Copy all lines in the data that contain the string "None".
START Dataset entries
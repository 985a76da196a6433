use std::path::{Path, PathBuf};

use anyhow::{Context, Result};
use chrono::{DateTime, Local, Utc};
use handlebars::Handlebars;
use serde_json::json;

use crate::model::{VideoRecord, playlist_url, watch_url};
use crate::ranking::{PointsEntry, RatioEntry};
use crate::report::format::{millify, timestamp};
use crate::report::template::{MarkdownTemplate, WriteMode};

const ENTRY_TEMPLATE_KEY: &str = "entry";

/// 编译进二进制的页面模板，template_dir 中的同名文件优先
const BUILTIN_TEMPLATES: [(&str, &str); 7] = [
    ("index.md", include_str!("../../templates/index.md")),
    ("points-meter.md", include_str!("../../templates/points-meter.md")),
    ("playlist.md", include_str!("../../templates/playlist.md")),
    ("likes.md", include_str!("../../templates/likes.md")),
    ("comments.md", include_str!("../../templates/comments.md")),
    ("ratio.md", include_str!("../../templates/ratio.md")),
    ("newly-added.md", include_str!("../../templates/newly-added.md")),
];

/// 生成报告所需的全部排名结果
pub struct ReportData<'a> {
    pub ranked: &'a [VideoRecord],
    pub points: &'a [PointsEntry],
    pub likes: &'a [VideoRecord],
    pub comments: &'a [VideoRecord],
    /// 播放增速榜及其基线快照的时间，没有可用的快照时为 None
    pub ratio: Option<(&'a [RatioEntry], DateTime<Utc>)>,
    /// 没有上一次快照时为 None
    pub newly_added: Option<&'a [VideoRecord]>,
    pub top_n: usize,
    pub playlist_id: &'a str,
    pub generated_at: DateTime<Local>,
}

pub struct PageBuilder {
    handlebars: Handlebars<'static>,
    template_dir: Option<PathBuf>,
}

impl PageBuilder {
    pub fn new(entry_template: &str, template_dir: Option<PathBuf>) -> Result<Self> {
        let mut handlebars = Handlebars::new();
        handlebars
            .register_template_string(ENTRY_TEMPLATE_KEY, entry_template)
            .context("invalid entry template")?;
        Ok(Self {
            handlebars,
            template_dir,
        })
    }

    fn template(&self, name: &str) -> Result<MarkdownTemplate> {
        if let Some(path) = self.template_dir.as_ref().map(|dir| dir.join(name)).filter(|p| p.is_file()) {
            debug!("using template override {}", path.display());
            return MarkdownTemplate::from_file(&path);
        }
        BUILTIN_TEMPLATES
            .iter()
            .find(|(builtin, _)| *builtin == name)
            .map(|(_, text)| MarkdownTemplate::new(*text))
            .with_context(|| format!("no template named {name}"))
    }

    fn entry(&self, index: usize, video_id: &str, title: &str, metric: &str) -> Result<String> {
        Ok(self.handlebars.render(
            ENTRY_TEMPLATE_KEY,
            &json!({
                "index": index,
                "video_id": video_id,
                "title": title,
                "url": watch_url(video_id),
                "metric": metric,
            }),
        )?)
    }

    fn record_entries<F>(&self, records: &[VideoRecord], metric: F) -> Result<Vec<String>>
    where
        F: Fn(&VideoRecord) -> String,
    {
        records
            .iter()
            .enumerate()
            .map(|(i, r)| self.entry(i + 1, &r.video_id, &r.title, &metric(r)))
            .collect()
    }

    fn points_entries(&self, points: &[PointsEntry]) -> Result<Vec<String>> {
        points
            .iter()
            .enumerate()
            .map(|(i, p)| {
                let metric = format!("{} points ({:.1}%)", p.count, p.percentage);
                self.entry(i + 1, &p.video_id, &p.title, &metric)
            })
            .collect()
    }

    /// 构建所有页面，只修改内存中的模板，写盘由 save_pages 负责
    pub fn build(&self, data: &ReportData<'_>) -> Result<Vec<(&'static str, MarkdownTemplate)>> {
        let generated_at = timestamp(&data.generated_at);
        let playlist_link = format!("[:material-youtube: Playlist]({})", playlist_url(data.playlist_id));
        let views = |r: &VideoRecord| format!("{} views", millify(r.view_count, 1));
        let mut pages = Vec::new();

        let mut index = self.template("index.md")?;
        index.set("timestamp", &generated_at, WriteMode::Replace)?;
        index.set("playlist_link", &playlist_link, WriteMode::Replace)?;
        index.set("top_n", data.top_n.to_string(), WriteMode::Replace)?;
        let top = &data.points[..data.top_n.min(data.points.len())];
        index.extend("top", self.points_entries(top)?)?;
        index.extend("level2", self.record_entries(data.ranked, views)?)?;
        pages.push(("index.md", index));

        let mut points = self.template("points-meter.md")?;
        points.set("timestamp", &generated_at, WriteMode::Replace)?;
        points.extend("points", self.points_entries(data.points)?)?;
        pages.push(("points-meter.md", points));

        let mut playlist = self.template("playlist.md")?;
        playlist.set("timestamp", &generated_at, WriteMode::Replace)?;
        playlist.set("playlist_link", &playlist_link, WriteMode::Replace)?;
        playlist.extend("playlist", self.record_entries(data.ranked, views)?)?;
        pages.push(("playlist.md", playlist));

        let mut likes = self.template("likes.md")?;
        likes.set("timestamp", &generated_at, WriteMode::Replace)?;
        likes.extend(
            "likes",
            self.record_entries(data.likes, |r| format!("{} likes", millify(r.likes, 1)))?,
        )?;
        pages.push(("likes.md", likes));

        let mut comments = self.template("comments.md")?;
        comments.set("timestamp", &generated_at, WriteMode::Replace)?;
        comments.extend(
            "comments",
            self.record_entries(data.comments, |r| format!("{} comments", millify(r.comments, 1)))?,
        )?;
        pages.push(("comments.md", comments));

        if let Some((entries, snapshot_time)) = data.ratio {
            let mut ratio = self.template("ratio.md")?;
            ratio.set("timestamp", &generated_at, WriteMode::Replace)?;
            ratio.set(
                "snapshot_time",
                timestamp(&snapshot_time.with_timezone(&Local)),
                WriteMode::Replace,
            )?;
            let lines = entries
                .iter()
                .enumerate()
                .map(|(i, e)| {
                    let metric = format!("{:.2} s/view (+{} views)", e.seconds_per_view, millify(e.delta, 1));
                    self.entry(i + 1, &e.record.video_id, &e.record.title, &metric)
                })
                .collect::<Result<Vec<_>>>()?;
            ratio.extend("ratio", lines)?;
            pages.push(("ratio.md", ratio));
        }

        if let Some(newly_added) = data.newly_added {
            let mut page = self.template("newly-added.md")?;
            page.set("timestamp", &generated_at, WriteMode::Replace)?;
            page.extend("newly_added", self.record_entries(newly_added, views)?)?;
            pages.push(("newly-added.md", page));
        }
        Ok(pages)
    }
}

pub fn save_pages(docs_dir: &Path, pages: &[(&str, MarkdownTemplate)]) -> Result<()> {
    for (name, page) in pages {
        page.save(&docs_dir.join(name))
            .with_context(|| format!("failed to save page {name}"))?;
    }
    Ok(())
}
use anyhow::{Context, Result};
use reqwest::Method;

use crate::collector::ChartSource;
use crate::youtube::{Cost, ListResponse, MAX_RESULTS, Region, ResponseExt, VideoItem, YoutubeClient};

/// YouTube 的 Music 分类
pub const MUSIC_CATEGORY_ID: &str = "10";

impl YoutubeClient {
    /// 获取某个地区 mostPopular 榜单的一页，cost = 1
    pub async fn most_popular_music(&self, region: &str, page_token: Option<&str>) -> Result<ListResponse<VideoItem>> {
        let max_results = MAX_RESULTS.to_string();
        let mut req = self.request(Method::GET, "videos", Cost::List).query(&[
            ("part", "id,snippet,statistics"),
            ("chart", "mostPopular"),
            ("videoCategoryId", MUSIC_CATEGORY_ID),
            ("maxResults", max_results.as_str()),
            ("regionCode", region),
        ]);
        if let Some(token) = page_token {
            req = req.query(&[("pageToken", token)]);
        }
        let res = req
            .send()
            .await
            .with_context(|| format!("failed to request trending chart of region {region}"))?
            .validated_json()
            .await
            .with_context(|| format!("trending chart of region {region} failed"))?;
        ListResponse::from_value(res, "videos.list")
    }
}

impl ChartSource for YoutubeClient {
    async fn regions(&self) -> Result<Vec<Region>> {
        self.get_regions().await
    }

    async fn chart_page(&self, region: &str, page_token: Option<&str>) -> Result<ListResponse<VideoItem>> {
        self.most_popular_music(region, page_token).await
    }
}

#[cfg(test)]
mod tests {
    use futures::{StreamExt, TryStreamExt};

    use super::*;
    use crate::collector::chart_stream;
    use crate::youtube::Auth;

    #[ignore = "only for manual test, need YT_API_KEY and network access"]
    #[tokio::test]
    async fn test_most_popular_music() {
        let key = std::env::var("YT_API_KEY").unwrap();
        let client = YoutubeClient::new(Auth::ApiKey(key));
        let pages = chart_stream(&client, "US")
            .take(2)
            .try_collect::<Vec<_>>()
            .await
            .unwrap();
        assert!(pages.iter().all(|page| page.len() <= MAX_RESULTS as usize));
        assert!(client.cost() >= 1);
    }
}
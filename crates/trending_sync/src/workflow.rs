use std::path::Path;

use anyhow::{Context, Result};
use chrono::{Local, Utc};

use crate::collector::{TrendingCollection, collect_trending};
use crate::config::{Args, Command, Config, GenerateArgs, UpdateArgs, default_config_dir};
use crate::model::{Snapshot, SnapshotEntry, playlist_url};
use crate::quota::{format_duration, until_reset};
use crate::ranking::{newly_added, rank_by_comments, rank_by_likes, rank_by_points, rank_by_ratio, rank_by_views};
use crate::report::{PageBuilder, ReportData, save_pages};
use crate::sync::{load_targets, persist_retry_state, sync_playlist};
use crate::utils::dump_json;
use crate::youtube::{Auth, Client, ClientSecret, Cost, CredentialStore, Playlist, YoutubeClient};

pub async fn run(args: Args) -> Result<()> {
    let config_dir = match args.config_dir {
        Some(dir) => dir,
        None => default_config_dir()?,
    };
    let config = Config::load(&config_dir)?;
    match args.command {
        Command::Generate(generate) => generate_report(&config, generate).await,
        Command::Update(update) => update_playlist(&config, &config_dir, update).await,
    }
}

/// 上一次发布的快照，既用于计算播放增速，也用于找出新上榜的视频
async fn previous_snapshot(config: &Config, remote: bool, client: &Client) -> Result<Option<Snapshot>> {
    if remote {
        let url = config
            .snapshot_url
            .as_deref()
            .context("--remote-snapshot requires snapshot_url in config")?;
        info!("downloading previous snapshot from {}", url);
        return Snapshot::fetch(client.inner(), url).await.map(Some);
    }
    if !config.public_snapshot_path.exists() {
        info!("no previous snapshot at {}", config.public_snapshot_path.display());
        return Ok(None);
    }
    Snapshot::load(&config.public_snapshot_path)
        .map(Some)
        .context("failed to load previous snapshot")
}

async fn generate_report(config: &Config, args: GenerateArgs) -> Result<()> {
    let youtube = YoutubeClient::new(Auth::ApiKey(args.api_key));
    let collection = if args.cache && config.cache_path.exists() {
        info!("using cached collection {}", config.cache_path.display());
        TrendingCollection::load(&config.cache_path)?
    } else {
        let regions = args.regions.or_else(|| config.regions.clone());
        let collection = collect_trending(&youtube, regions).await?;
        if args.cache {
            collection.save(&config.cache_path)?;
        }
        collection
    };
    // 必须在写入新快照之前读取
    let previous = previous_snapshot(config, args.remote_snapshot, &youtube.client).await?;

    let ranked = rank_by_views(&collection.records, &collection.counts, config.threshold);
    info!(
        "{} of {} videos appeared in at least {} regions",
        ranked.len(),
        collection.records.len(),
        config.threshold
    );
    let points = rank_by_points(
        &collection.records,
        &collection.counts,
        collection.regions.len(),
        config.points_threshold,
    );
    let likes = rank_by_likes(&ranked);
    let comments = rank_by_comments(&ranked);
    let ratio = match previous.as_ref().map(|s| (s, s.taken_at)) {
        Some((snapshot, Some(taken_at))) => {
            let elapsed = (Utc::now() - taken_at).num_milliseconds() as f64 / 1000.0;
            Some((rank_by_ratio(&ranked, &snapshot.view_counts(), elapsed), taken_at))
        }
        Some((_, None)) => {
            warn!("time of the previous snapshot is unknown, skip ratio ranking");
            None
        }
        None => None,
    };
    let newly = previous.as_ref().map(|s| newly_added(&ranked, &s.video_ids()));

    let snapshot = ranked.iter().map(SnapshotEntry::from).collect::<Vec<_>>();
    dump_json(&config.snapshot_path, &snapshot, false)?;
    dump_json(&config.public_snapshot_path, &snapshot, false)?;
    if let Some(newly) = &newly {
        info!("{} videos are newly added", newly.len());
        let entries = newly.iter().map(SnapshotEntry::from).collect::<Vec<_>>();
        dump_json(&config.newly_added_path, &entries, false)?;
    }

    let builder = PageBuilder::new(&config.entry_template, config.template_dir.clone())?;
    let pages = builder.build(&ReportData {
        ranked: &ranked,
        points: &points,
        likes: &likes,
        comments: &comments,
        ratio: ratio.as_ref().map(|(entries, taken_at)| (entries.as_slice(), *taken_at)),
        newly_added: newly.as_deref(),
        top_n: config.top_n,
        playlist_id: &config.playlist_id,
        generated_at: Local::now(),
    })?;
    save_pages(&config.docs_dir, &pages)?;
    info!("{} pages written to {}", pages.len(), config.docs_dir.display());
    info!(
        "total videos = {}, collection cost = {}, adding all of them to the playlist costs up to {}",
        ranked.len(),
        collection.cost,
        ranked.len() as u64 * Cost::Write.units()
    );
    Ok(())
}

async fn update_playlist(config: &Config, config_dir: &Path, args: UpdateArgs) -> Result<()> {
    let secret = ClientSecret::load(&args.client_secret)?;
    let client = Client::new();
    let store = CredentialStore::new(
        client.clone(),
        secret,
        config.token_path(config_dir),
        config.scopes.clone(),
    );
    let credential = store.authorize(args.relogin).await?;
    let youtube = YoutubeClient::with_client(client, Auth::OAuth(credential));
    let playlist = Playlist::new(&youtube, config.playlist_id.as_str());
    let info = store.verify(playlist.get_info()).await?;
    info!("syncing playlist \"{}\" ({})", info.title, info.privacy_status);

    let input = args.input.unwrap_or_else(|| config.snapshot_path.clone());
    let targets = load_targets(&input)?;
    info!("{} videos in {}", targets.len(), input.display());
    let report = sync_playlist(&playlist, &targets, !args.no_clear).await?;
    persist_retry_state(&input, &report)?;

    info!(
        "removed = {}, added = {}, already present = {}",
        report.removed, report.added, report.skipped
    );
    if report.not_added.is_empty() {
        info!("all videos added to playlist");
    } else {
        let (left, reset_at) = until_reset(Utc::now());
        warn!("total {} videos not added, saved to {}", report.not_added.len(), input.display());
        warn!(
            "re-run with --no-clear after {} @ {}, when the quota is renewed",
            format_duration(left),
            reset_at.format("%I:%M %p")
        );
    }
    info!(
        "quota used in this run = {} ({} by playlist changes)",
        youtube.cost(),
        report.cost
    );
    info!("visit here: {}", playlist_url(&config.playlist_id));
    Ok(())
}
END Dataset entries
Answer to the problem ->
    /// 播放增速榜及其基线快照的时间，没有可用的快照时为 None
    /// 没有上一次快照时为 None
        None => default_config_dir()?,
        return Ok(None);
        Some((_, None)) => {
            None
        None => None,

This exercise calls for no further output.